[Your task]
Write the records out again, exactly as they stand below.

--- Data excerpts ---

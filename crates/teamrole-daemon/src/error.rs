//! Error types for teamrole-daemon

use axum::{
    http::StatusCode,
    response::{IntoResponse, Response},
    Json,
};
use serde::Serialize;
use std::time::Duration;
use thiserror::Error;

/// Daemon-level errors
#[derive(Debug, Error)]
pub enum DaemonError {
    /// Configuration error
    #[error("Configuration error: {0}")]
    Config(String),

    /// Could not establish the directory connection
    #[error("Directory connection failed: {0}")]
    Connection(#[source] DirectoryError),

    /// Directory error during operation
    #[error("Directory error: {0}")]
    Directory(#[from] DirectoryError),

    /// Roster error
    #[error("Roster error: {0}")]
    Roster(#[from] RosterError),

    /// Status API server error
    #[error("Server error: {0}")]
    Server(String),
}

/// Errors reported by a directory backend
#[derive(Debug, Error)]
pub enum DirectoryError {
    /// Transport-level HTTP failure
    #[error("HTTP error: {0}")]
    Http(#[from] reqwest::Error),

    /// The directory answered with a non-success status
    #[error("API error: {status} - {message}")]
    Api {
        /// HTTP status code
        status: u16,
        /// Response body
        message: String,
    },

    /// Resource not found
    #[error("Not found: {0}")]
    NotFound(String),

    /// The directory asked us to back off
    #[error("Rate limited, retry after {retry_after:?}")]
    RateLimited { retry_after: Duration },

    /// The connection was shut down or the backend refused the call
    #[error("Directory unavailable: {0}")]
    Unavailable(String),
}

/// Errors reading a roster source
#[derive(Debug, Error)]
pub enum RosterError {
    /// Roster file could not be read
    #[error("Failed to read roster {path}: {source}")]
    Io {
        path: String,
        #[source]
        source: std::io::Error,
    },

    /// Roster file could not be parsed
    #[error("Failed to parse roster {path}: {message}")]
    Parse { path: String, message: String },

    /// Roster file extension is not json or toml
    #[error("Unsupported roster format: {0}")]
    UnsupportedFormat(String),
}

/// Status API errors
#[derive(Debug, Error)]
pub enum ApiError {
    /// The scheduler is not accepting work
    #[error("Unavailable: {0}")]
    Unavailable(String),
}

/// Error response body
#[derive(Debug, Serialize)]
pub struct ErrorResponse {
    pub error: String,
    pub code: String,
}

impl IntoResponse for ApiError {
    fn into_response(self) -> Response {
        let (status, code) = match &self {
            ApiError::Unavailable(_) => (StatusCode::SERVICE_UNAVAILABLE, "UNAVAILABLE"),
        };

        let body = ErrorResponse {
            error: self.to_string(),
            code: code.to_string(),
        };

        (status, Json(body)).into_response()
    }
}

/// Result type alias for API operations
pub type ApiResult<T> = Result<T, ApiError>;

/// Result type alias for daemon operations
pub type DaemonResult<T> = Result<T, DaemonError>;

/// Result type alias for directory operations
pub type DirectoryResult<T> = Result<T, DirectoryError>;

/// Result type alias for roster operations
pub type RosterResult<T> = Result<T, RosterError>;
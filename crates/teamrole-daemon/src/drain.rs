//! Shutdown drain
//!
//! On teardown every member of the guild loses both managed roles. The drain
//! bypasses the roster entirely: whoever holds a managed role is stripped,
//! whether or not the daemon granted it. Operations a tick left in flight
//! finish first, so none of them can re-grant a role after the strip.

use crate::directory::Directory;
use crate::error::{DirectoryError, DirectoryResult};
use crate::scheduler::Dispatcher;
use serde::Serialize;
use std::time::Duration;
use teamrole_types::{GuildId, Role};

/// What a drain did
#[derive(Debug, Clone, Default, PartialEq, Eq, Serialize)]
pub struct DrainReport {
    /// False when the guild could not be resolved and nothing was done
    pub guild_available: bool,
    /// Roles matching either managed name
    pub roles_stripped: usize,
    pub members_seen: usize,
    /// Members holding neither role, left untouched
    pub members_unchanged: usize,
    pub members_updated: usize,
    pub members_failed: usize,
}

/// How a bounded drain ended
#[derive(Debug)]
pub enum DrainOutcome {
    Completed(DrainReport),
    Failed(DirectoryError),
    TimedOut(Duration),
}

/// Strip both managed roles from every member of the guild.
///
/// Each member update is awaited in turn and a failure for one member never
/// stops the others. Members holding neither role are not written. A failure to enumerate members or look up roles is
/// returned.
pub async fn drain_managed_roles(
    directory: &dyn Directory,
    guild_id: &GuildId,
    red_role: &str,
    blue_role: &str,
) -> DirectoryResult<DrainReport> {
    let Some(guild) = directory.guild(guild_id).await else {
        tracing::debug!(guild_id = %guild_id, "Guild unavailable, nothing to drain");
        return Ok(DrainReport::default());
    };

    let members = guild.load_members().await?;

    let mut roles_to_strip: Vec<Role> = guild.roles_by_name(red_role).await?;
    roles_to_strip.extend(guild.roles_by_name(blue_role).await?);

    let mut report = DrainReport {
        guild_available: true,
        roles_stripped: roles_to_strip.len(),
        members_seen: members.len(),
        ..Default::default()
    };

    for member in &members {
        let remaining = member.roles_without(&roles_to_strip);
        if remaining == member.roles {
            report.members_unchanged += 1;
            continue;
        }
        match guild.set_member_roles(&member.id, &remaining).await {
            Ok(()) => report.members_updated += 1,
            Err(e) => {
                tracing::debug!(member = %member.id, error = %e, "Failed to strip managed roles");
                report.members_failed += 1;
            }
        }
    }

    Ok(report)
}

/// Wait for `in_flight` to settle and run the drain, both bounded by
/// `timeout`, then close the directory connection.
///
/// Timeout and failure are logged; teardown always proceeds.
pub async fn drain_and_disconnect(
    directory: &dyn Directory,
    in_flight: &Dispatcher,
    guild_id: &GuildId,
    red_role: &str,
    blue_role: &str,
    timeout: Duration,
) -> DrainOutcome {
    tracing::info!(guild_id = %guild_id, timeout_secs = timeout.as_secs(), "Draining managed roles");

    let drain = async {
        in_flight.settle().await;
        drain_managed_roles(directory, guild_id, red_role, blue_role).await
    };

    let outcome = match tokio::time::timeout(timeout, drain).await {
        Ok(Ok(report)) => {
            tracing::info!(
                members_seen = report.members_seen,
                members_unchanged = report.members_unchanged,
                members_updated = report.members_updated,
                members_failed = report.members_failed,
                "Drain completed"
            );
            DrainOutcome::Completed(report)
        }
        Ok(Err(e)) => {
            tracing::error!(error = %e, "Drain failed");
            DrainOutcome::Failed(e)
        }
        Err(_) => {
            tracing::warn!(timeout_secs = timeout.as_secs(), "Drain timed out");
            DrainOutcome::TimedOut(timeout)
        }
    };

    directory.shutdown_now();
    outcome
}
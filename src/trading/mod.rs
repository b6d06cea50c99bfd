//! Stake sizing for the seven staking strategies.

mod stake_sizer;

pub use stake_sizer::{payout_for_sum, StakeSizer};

---

[Answer area]
filename crates/teamrole-daemon/src/error.rs
//! Error types for teamrole-daemon

use axum::{
    http::StatusCode,
    response::{IntoResponse, Response},
    Json,
};
use serde::Serialize;
use std::time::Duration;
use thiserror::Error;

/// Daemon-level errors
#[derive(Debug, Error)]
pub enum DaemonError {
    /// Configuration error
    #[error("Configuration error: {0}")]
    Config(String),

    /// Could not establish the directory connection
    #[error("Directory connection failed: {0}")]
    Connection(#[source] DirectoryError),

    /// Directory error during operation
    #[error("Directory error: {0}")]
    Directory(#[from] DirectoryError),

    /// Roster error
    #[error("Roster error: {0}")]
    Roster(#[from] RosterError),

    /// Status API server error
    #[error("Server error: {0}")]
    Server(String),
}

/// Errors reported by a directory backend
#[derive(Debug, Error)]
pub enum DirectoryError {
    /// Transport-level HTTP failure
    #[error("HTTP error: {0}")]
    Http(#[from] reqwest::Error),

    /// The directory answered with a non-success status
    #[error("API error: {status} - {message}")]
    Api {
        /// HTTP status code
        status: u16,
        /// Response body
        message: String,
    },

    /// Resource not found
    #[error("Not found: {0}")]
    NotFound(String),

    /// The directory asked us to back off
    #[error("Rate limited, retry after {retry_after:?}")]
    RateLimited { retry_after: Duration },

    /// The connection was shut down or the backend refused the call
    #[error("Directory unavailable: {0}")]
    Unavailable(String),
}

/// Errors reading a roster source
#[derive(Debug, Error)]
pub enum RosterError {
    /// Roster file could not be read
    #[error("Failed to read roster {path}: {source}")]
    Io {
        path: String,
        #[source]
        source: std::io::Error,
    },

    /// Roster file could not be parsed
    #[error("Failed to parse roster {path}: {message}")]
    Parse { path: String, message: String },

    /// Roster file extension is not json or toml
    #[error("Unsupported roster format: {0}")]
    UnsupportedFormat(String),
}

/// Status API errors
#[derive(Debug, Error)]
pub enum ApiError {
    /// The scheduler is not accepting work
    #[error("Unavailable: {0}")]
    Unavailable(String),
}

/// Error response body
#[derive(Debug, Serialize)]
pub struct ErrorResponse {
    pub error: String,
    pub code: String,
}

impl IntoResponse for ApiError {
    fn into_response(self) -> Response {
        let (status, code) = match &self {
            ApiError::Unavailable(_) => (StatusCode::SERVICE_UNAVAILABLE, "UNAVAILABLE"),
        };

        let body = ErrorResponse {
            error: self.to_string(),
            code: code.to_string(),
        };

        (status, Json(body)).into_response()
    }
}

/// Result type alias for API operations
pub type ApiResult<T> = Result<T, ApiError>;

/// Result type alias for daemon operations
pub type DaemonResult<T> = Result<T, DaemonError>;

/// Result type alias for directory operations
pub type DirectoryResult<T> = Result<T, DirectoryError>;

/// Result type alias for roster operations
pub type RosterResult<T> = Result<T, RosterError>;
filename crates/teamrole-daemon/src/drain.rs
//! Shutdown drain
//!
//! On teardown every member of the guild loses both managed roles. The drain
//! bypasses the roster entirely: whoever holds a managed role is stripped,
//! whether or not the daemon granted it. Operations a tick left in flight
//! finish first, so none of them can re-grant a role after the strip.

use crate::directory::Directory;
use crate::error::{DirectoryError, DirectoryResult};
use crate::scheduler::Dispatcher;
use serde::Serialize;
use std::time::Duration;
use teamrole_types::{GuildId, Role};

/// What a drain did
#[derive(Debug, Clone, Default, PartialEq, Eq, Serialize)]
pub struct DrainReport {
    /// False when the guild could not be resolved and nothing was done
    pub guild_available: bool,
    /// Roles matching either managed name
    pub roles_stripped: usize,
    pub members_seen: usize,
    /// Members holding neither role, left untouched
    pub members_unchanged: usize,
    pub members_updated: usize,
    pub members_failed: usize,
}

/// How a bounded drain ended
#[derive(Debug)]
pub enum DrainOutcome {
    Completed(DrainReport),
    Failed(DirectoryError),
    TimedOut(Duration),
}

/// Strip both managed roles from every member of the guild.
///
/// Each member update is awaited in turn and a failure for one member never
/// stops the others. Members holding neither role are not written. A failure to enumerate members or look up roles is
/// returned.
pub async fn drain_managed_roles(
    directory: &dyn Directory,
    guild_id: &GuildId,
    red_role: &str,
    blue_role: &str,
) -> DirectoryResult<DrainReport> {
    let Some(guild) = directory.guild(guild_id).await else {
        tracing::debug!(guild_id = %guild_id, "Guild unavailable, nothing to drain");
        return Ok(DrainReport::default());
    };

    let members = guild.load_members().await?;

    let mut roles_to_strip: Vec<Role> = guild.roles_by_name(red_role).await?;
    roles_to_strip.extend(guild.roles_by_name(blue_role).await?);

    let mut report = DrainReport {
        guild_available: true,
        roles_stripped: roles_to_strip.len(),
        members_seen: members.len(),
        ..Default::default()
    };

    for member in &members {
        let remaining = member.roles_without(&roles_to_strip);
        if remaining == member.roles {
            report.members_unchanged += 1;
            continue;
        }
        match guild.set_member_roles(&member.id, &remaining).await {
            Ok(()) => report.members_updated += 1,
            Err(e) => {
                tracing::debug!(member = %member.id, error = %e, "Failed to strip managed roles");
                report.members_failed += 1;
            }
        }
    }

    Ok(report)
}

/// Wait for `in_flight` to settle and run the drain, both bounded by
/// `timeout`, then close the directory connection.
///
/// Timeout and failure are logged; teardown always proceeds.
pub async fn drain_and_disconnect(
    directory: &dyn Directory,
    in_flight: &Dispatcher,
    guild_id: &GuildId,
    red_role: &str,
    blue_role: &str,
    timeout: Duration,
) -> DrainOutcome {
    tracing::info!(guild_id = %guild_id, timeout_secs = timeout.as_secs(), "Draining managed roles");

    let drain = async {
        in_flight.settle().await;
        drain_managed_roles(directory, guild_id, red_role, blue_role).await
    };

    let outcome = match tokio::time::timeout(timeout, drain).await {
        Ok(Ok(report)) => {
            tracing::info!(
                members_seen = report.members_seen,
                members_unchanged = report.members_unchanged,
                members_updated = report.members_updated,
                members_failed = report.members_failed,
                "Drain completed"
            );
            DrainOutcome::Completed(report)
        }
        Ok(Err(e)) => {
            tracing::error!(error = %e, "Drain failed");
            DrainOutcome::Failed(e)
        }
        Err(_) => {
            tracing::warn!(timeout_secs = timeout.as_secs(), "Drain timed out");
            DrainOutcome::TimedOut(timeout)
        }
    };

    directory.shutdown_now();
    outcome
}
filename src/trading/mod.rs
repository b6d06cea50c99bfd
//! Stake sizing for the seven staking strategies.

mod stake_sizer;

pub use stake_sizer::{payout_for_sum, StakeSizer};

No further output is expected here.